Some lines of these records may hold the word "SetIdleTimeout"; state how many, using only the number.
═══ MATERIAL SUPPLIED
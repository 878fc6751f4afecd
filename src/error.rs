//! Error types and handling for the Wayfarer application

use thiserror::Error;

/// Main error type for the Wayfarer application
#[derive(Error, Debug)]
pub enum WayfarerError {
    /// Configuration-related errors (missing or malformed keys, bad settings)
    #[error("Configuration error: {message}")]
    Config { message: String },

    /// Weather service communication errors
    #[error("Weather service error: {message}")]
    Weather { message: String },

    /// Itinerary-generation service errors (quota, network, malformed response)
    #[error("Itinerary generation failed: {message}")]
    Generation { message: String },

    /// A report font could not be loaded. Fatal for the export that needed it.
    #[error("Report font unavailable ({font}): {message}")]
    FontUnavailable { font: String, message: String },

    /// PDF assembly errors other than font resolution
    #[error("Report rendering error: {message}")]
    Render { message: String },

    /// Input validation errors
    #[error("Invalid input: {message}")]
    Validation { message: String },

    /// I/O operation errors
    #[error("I/O error: {source}")]
    Io {
        #[from]
        source: std::io::Error,
    },
}

impl WayfarerError {
    /// Create a new configuration error
    pub fn config<S: Into<String>>(message: S) -> Self {
        Self::Config {
            message: message.into(),
        }
    }

    /// Create a new weather service error
    pub fn weather<S: Into<String>>(message: S) -> Self {
        Self::Weather {
            message: message.into(),
        }
    }

    /// Create a new generation service error
    pub fn generation<S: Into<String>>(message: S) -> Self {
        Self::Generation {
            message: message.into(),
        }
    }

    /// Create a new font-resolution error
    pub fn font_unavailable<S: Into<String>, M: Into<String>>(font: S, message: M) -> Self {
        Self::FontUnavailable {
            font: font.into(),
            message: message.into(),
        }
    }

    /// Create a new rendering error
    pub fn render<S: Into<String>>(message: S) -> Self {
        Self::Render {
            message: message.into(),
        }
    }

    /// Create a new validation error
    pub fn validation<S: Into<String>>(message: S) -> Self {
        Self::Validation {
            message: message.into(),
        }
    }

    /// Get a user-friendly error message
    #[must_use]
    pub fn user_message(&self) -> String {
        match self {
            WayfarerError::Config { .. } => {
                "Configuration error. Please check your config file and API keys.".to_string()
            }
            WayfarerError::Weather { .. } => {
                "Unable to reach the weather service. Weather will be shown as unavailable."
                    .to_string()
            }
            WayfarerError::Generation { message } => {
                format!("일정 생성 실패: {message}")
            }
            WayfarerError::FontUnavailable { font, .. } => {
                format!(
                    "Report font '{font}' could not be loaded. Set report.font_path to a valid TTF file."
                )
            }
            WayfarerError::Render { .. } => {
                "Report export failed while assembling the PDF.".to_string()
            }
            WayfarerError::Validation { message } => {
                format!("Invalid input: {message}")
            }
            WayfarerError::Io { .. } => {
                "File operation failed. Please check file permissions.".to_string()
            }
        }
    }
}
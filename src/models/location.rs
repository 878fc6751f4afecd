//! Location model for geographic coordinates and metadata

use serde::{Deserialize, Serialize};

/// Location coordinates
#[derive(Debug, Serialize, Deserialize, Clone, PartialEq)]
pub struct Location {
    /// Latitude in decimal degrees
    pub latitude: f64,
    /// Longitude in decimal degrees
    pub longitude: f64,
    /// Location name (city, region, etc.)
    pub name: String,
}

impl Location {
    /// Create a new location
    #[must_use]
    pub fn new(latitude: f64, longitude: f64, name: String) -> Self {
        Self {
            latitude,
            longitude,
            name,
        }
    }

    /// Format location as coordinates string
    #[must_use]
    pub fn format_coordinates(&self) -> String {
        format!("{:.4}, {:.4}", self.latitude, self.longitude)
    }

    /// OpenStreetMap URL showing a single marker at this location
    #[must_use]
    pub fn marker_url(&self) -> String {
        format!(
            "https://www.openstreetmap.org/?mlat={lat:.4}&mlon={lon:.4}#map=12/{lat:.4}/{lon:.4}",
            lat = self.latitude,
            lon = self.longitude,
        )
    }
}
//! Menu commands
//!
//! Every leaf action a menu item can trigger. Commands run against the
//! services in the [`ScreenContext`] and queue their own feedback (toast,
//! pop, confirm).

use super::{text, ScreenContext, TOAST_LONG_MS, TOAST_SHORT_MS};
use crate::config::{format_timeout, ClockFormat, Settings};
use crate::traits::Effect;

/// Leaf action of a menu item
#[derive(Debug, Clone, Copy, PartialEq, Eq)]
#[cfg_attr(feature = "defmt", derive(defmt::Format))]
pub enum Command {
    /// Activate the profile at this index
    LoadProfile(u8),
    RecordMacro,
    LedOff,
    SetEffect(Effect),
    StopEffect,
    SetClockFormat(ClockFormat),
    ToggleSeconds,
    ToggleDate,
    SetIdleTimeout(u16),
    CycleSensitivity,
    /// Ask before resetting settings
    AskReset,
    ResetDefaults,
}

fn on_off(value: bool) -> &'static str {
    if value {
        "On"
    } else {
        "Off"
    }
}

/// Execute a command
pub fn run(command: Command, ctx: &mut ScreenContext<'_>) {
    match command {
        Command::LoadProfile(index) => {
            let index = index as usize;
            match ctx.services.load_profile(index) {
                Ok(()) => {
                    let name: super::Message =
                        text::truncate(ctx.services.profile_name(index).unwrap_or("?"));
                    ctx.pop();
                    ctx.toast_fmt(format_args!("Loaded: {}", name), TOAST_SHORT_MS);
                }
                Err(_) => ctx.toast("Load failed", TOAST_LONG_MS),
            }
        }

        Command::RecordMacro => ctx.toast("Use GUI to record", TOAST_LONG_MS),

        Command::LedOff => {
            ctx.services.off();
            ctx.toast("LED Off", TOAST_SHORT_MS);
        }

        Command::SetEffect(effect) => {
            match effect {
                Effect::Solid => ctx.services.stop_effect(),
                other => ctx.services.start_effect(other),
            }
            ctx.pop();
            ctx.toast_fmt(format_args!("Effect: {}", effect.name()), TOAST_SHORT_MS);
        }

        Command::StopEffect => {
            ctx.services.stop_effect();
            ctx.pop();
            ctx.toast("Effect stopped", TOAST_SHORT_MS);
        }

        Command::SetClockFormat(format) => {
            ctx.services
                .modify_settings(&mut |settings: &mut Settings| settings.clock_format = format);
            ctx.toast_fmt(format_args!("Format: {}", format.label()), TOAST_SHORT_MS);
        }

        Command::ToggleSeconds => {
            let value = !ctx.services.settings().show_seconds;
            ctx.services
                .modify_settings(&mut |settings: &mut Settings| settings.show_seconds = value);
            ctx.toast_fmt(format_args!("Seconds: {}", on_off(value)), TOAST_SHORT_MS);
        }

        Command::ToggleDate => {
            let value = !ctx.services.settings().show_date;
            ctx.services
                .modify_settings(&mut |settings: &mut Settings| settings.show_date = value);
            ctx.toast_fmt(format_args!("Date: {}", on_off(value)), TOAST_SHORT_MS);
        }

        Command::SetIdleTimeout(seconds) => {
            ctx.services
                .modify_settings(&mut |settings: &mut Settings| settings.idle_timeout_s = seconds);
            ctx.toast_fmt(
                format_args!("Timeout: {}", format_timeout(seconds)),
                TOAST_SHORT_MS,
            );
            ctx.pop();
        }

        Command::CycleSensitivity => {
            let next = ctx.services.settings().stick_sensitivity.next();
            ctx.services
                .modify_settings(&mut |settings: &mut Settings| settings.stick_sensitivity = next);
            ctx.toast_fmt(format_args!("Sensitivity: {}", next.label()), TOAST_SHORT_MS);
        }

        Command::AskReset => ctx.confirm("Reset all settings?", Command::ResetDefaults, None),

        Command::ResetDefaults => {
            ctx.services.reset_settings();
            ctx.toast("Settings reset", TOAST_LONG_MS);
        }
    }
}

#[cfg(test)]
mod tests {
    use super::*;
    use crate::config::StickSensitivity;
    use crate::screen::Request;
    use crate::testing::MockServices;
    use crate::traits::{LedControl, SettingsStore};

    fn toast_text(request: &Request) -> &str {
        match request {
            Request::Toast { text, .. } => text.as_str(),
            other => panic!("expected toast, got {:?}", other),
        }
    }

    #[test]
    fn test_load_profile_pops_and_toasts() {
        let mut services = MockServices::with_profiles(&["Default", "FPS"]);
        let mut ctx = ScreenContext::new(&mut services, 0);
        run(Command::LoadProfile(1), &mut ctx);

        let requests = ctx.into_requests();
        assert_eq!(requests[0], Request::Pop);
        assert_eq!(toast_text(&requests[1]), "Loaded: FPS");
        assert_eq!(services.loaded.as_slice(), &[1]);
    }

    #[test]
    fn test_load_profile_long_name_is_cut() {
        let mut services = MockServices::with_profiles(&["Counter-Strike Competitive Bindings"]);
        let mut ctx = ScreenContext::new(&mut services, 0);
        run(Command::LoadProfile(0), &mut ctx);

        let requests = ctx.into_requests();
        let text = toast_text(&requests[1]);
        assert!(text.starts_with("Loaded: Counter-Strike"));
        assert_eq!(text.len(), crate::screen::MESSAGE_LEN);
    }

    #[test]
    fn test_load_missing_profile_reports_failure() {
        let mut services = MockServices::with_profiles(&["Default"]);
        let mut ctx = ScreenContext::new(&mut services, 0);
        run(Command::LoadProfile(5), &mut ctx);

        let requests = ctx.into_requests();
        assert_eq!(requests.len(), 1);
        assert_eq!(toast_text(&requests[0]), "Load failed");
    }

    #[test]
    fn test_toggle_commands_update_settings() {
        let mut services = MockServices::default();
        {
            let mut ctx = ScreenContext::new(&mut services, 0);
            run(Command::ToggleSeconds, &mut ctx);
            assert_eq!(toast_text(&ctx.requests()[0]), "Seconds: Off");
        }
        assert!(!services.settings().show_seconds);

        {
            let mut ctx = ScreenContext::new(&mut services, 0);
            run(Command::CycleSensitivity, &mut ctx);
            assert_eq!(toast_text(&ctx.requests()[0]), "Sensitivity: High");
        }
        assert_eq!(services.settings().stick_sensitivity, StickSensitivity::High);
    }

    #[test]
    fn test_set_timeout_toasts_then_pops() {
        let mut services = MockServices::default();
        let mut ctx = ScreenContext::new(&mut services, 0);
        run(Command::SetIdleTimeout(300), &mut ctx);

        let requests = ctx.into_requests();
        assert_eq!(toast_text(&requests[0]), "Timeout: 5m");
        assert_eq!(requests[1], Request::Pop);
        assert_eq!(services.settings().idle_timeout_s, 300);
    }

    #[test]
    fn test_effects() {
        let mut services = MockServices::default();
        {
            let mut ctx = ScreenContext::new(&mut services, 0);
            run(Command::SetEffect(Effect::Rainbow), &mut ctx);
            assert_eq!(toast_text(&ctx.requests()[1]), "Effect: Rainbow");
        }
        assert_eq!(services.effect(), Some(Effect::Rainbow));

        let mut ctx = ScreenContext::new(&mut services, 0);
        run(Command::SetEffect(Effect::Solid), &mut ctx);
        drop(ctx);
        assert_eq!(services.effect(), None);
    }

    #[test]
    fn test_ask_reset_queues_confirm() {
        let mut services = MockServices::default();
        let mut ctx = ScreenContext::new(&mut services, 0);
        run(Command::AskReset, &mut ctx);

        match &ctx.requests()[0] {
            Request::Confirm {
                on_confirm,
                on_cancel,
                ..
            } => {
                assert_eq!(*on_confirm, Command::ResetDefaults);
                assert_eq!(*on_cancel, None);
            }
            other => panic!("expected confirm, got {:?}", other),
        }
    }
}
══════
• RESULT:
3